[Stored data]
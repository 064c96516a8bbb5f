// Site endpoints
//
// Site listing is controller-scoped: `/openapi/v1/{omadacId}/sites`.

use tracing::debug;

use crate::client::{OmadaClient, PAGE_SIZE, page_params, paginate_all};
use crate::envelope::Page;
use crate::error::Error;
use crate::models::SiteEntry;

impl OmadaClient {
    /// One page of the sites visible to this application.
    pub async fn list_sites_page(&self, page: u32, page_size: u32) -> Result<Page<SiteEntry>, Error> {
        self.get(&self.v1("sites"), &page_params(page, page_size)).await
    }

    /// Every site, across all pages.
    pub async fn list_sites(&self) -> Result<Vec<SiteEntry>, Error> {
        debug!("listing sites");
        paginate_all(PAGE_SIZE, |page, size| self.list_sites_page(page, size)).await
    }
}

§ GOAL OF THE EXERCISE
The answer should consist of every entry, repeated word for word.

§ SOLVED EXERCISE
repository 064c96516a8bbb5f
// Site endpoints
//
// Site listing is controller-scoped: `/openapi/v1/{omadacId}/sites`.

use tracing::debug;

use crate::client::{OmadaClient, PAGE_SIZE, page_params, paginate_all};
use crate::envelope::Page;
use crate::error::Error;
use crate::models::SiteEntry;

impl OmadaClient {
    /// One page of the sites visible to this application.
    pub async fn list_sites_page(&self, page: u32, page_size: u32) -> Result<Page<SiteEntry>, Error> {
        self.get(&self.v1("sites"), &page_params(page, page_size)).await
    }

    /// Every site, across all pages.
    pub async fn list_sites(&self) -> Result<Vec<SiteEntry>, Error> {
        debug!("listing sites");
        paginate_all(PAGE_SIZE, |page, size| self.list_sites_page(page, size)).await
    }
}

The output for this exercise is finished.